● **AIM OF THE EXERCISE**
Only a number is expected in reply: the count of lines below where the word "config" occurs.

THE INPUT Block Start

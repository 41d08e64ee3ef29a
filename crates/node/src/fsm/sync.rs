//! Sync: catching up with one peer.
//!
//! The state drives [`SyncInternal`] and applies what it releases. A better
//! peer seen while block bodies are in flight is remembered and taken over
//! once the current batch has been applied, right before the next ID request
//! would go out.

use tidal_sync::SyncInternal;
use tidal_types::{PeerId, Score};
use tracing::{debug, info, trace};

use crate::applier::BlocksApplier;
use crate::error::NodeError;
use crate::event::{Event, Task};
use crate::fsm::{BaseInfo, NgState, PersistState, State, Transition};

/// Sync state.
#[derive(Debug)]
pub struct SyncState {
    peer: PeerId,
    score: Score,
    internal: SyncInternal,
    /// Time of the last message from `peer`
    last_activity: u64,
    /// Peer to continue with once the in-flight bodies are applied
    next_peer: Option<(PeerId, Score)>,
}

impl SyncState {
    /// Start syncing with `peer`, which announced `score`.
    pub(crate) fn start(ctx: &mut BaseInfo, peer: PeerId, score: Score) -> Transition {
        ctx.scheduler.cancel_all();
        let mut internal = SyncInternal::new(&ctx.config.sync, ctx.config.node.light_mode);
        if let Err(e) = internal.ask_block_ids(&*ctx.ledger, &*ctx.network, &peer) {
            return (ctx.idle(), Some(e.into()));
        }
        info!(peer = %peer, score = %score, "Syncing");
        let state = Self {
            peer,
            score,
            internal,
            last_activity: ctx.now(),
            next_peer: None,
        };
        (State::Sync(state), None)
    }

    /// The peer being synced with.
    pub fn peer(&self) -> &PeerId {
        &self.peer
    }

    /// Score the peer announced.
    pub fn score(&self) -> &Score {
        &self.score
    }

    /// The peer queued to take over, if any.
    pub fn next_peer(&self) -> Option<&PeerId> {
        self.next_peer.as_ref().map(|(peer, _)| peer)
    }

    /// Protocol state.
    pub fn internal(&self) -> &SyncInternal {
        &self.internal
    }

    pub(crate) fn handle(mut self, ctx: &mut BaseInfo, event: Event) -> Transition {
        match event {
            Event::PeerScore { peer, score } => self.on_score(ctx, peer, score),
            Event::BlockIds { peer, ids } if peer == self.peer => {
                self.last_activity = ctx.now();
                if let Err(e) = self
                    .internal
                    .block_ids(&*ctx.ledger, &*ctx.network, &peer, &ids)
                {
                    return (ctx.idle(), Some(e.into()));
                }
                self.advance(ctx)
            }
            Event::Block { peer, block } if peer == self.peer => {
                self.last_activity = ctx.now();
                if let Err(e) = self.internal.block(block) {
                    return (State::Sync(self), Some(e.into()));
                }
                self.advance(ctx)
            }
            Event::Snapshot { peer, snapshot } if peer == self.peer => {
                self.last_activity = ctx.now();
                if let Err(e) = self.internal.snapshot(snapshot) {
                    return (State::Sync(self), Some(e.into()));
                }
                self.advance(ctx)
            }
            Event::PeerDisconnected(peer) => {
                if peer == self.peer {
                    info!(peer = %peer, "Sync peer disconnected");
                    return (ctx.idle(), None);
                }
                if self.next_peer() == Some(&peer) {
                    self.next_peer = None;
                }
                (State::Sync(self), None)
            }
            Event::Task(Task::Ping) => {
                let elapsed_ms = ctx.now().saturating_sub(self.last_activity);
                if elapsed_ms > ctx.config.sync.timeout_ms {
                    let err = NodeError::Timeout {
                        peer: self.peer,
                        elapsed_ms,
                    };
                    return (ctx.idle(), Some(err));
                }
                (State::Sync(self), None)
            }
            other => {
                trace!(event = other.name(), "Ignored in sync");
                (State::Sync(self), None)
            }
        }
    }

    fn on_score(mut self, ctx: &mut BaseInfo, peer: PeerId, score: Score) -> Transition {
        if peer == self.peer {
            self.score = score;
        }
        let local = match ctx.local_score() {
            Ok(local) => local,
            Err(e) => return (State::Sync(self), Some(e)),
        };
        let Some((best, best_score)) = ctx.selector.select_best_peer(Some(&self.peer)) else {
            return (State::Sync(self), None);
        };
        if best == self.peer || best_score <= local {
            return (State::Sync(self), None);
        }

        if self.internal.has_pending_blocks() {
            debug!(current = %self.peer, next = %best, "Deferring sync peer switch");
            self.next_peer = Some((best, best_score));
            return (State::Sync(self), None);
        }
        info!(from = %self.peer, to = %best, score = %best_score, "Switching sync peer");
        SyncState::start(ctx, best, best_score)
    }

    /// Apply what is ready, then finish, switch peers or ask for more.
    fn advance(mut self, ctx: &mut BaseInfo) -> Transition {
        let output = self.internal.blocks();

        if !output.batch.is_empty() {
            let count = output.batch.len();
            match BlocksApplier::apply(&*ctx.ledger, output.batch) {
                Ok(outcome) => {
                    debug!(
                        peer = %self.peer,
                        received = count,
                        applied = outcome.applied,
                        rolled_back = outcome.rolled_back,
                        "Applied sync batch"
                    );
                    ctx.broadcast_score();
                }
                Err(e) => {
                    if e.is_validation() {
                        ctx.suspend(&self.peer, &e);
                    }
                    return (ctx.idle(), Some(e));
                }
            }
            if ctx.should_persist() {
                return (PersistState::enter(ctx), None);
            }
        }

        if output.eof {
            if let Some((peer, score)) = self.next_peer.take() {
                match ctx.local_score() {
                    Ok(local) if score > local => {
                        info!(from = %self.peer, to = %peer, "Switching sync peer at end of chain");
                        return SyncState::start(ctx, peer, score);
                    }
                    Ok(_) => {}
                    Err(e) => return (ctx.idle(), Some(e)),
                }
            }
            return self.finish(ctx);
        }

        if !self.internal.is_waiting_for_ids() && !self.internal.has_pending_blocks() {
            if let Some((peer, score)) = self.next_peer.take() {
                info!(from = %self.peer, to = %peer, "Switching sync peer after batch");
                return SyncState::start(ctx, peer, score);
            }
            if let Err(e) = self
                .internal
                .ask_block_ids(&*ctx.ledger, &*ctx.network, &self.peer)
            {
                return (ctx.idle(), Some(e.into()));
            }
        }
        (State::Sync(self), None)
    }

    fn finish(self, ctx: &mut BaseInfo) -> Transition {
        info!(
            peer = %self.peer,
            height = ctx.ledger.height().unwrap_or_default(),
            "Sync finished"
        );
        let api_err = ctx.start_extended_api();
        let (state, err) = NgState::enter(ctx);
        (state, err.or(api_err))
    }
}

THE INPUT Block End

● **WRITTEN REPLY**
2